#### Material for this exercise ####

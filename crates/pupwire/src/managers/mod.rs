use std::fmt::Display;

use async_trait::async_trait;
use futures_lite::{AsyncRead, AsyncWrite};

use crate::{config::SessionSettings, error::NetworkError};

mod link;
/// Sessions: one byte stream to the proxy server and the read loop feeding devices.
pub mod session;
/// Fan-out of a shared notification stream to the devices registered on it.
pub mod router;

pub(crate) use link::{Link, read_frame};

/// Opens byte streams to a proxy server.
///
/// Implement this to run sessions over something other than TCP.
#[async_trait]
pub trait HubProvider: 'static + Send + Sync {
    /// Name used in logs
    const PROVIDER_NAME: &'static str;

    /// The combined duplex stream
    type Socket: Send;

    /// Read half of the stream
    type ReadHalf: AsyncRead + Unpin + Send + 'static;

    /// Write half of the stream
    type WriteHalf: AsyncWrite + Send + 'static;

    /// Where to connect to
    type ConnectInfo: Display + Send + 'static;

    /// Open a stream to `connect_info`.
    async fn connect_task(
        connect_info: Self::ConnectInfo,
        settings: &SessionSettings,
    ) -> Result<Self::Socket, NetworkError>;

    /// Split the stream into its halves.
    fn split(combined: Self::Socket) -> (Self::ReadHalf, Self::WriteHalf);
}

####

Directions
Up to and including the line with "combined duplex stream", output every line of the records above exactly, starting from the first; output nothing else.

Response area
filename crates/pupwire/src/managers/mod.rs
use std::fmt::Display;

use async_trait::async_trait;
use futures_lite::{AsyncRead, AsyncWrite};

use crate::{config::SessionSettings, error::NetworkError};

mod link;
/// Sessions: one byte stream to the proxy server and the read loop feeding devices.
pub mod session;
/// Fan-out of a shared notification stream to the devices registered on it.
pub mod router;

pub(crate) use link::{Link, read_frame};

/// Opens byte streams to a proxy server.
///
/// Implement this to run sessions over something other than TCP.
#[async_trait]
pub trait HubProvider: 'static + Send + Sync {
    /// Name used in logs
    const PROVIDER_NAME: &'static str;

    /// The combined duplex stream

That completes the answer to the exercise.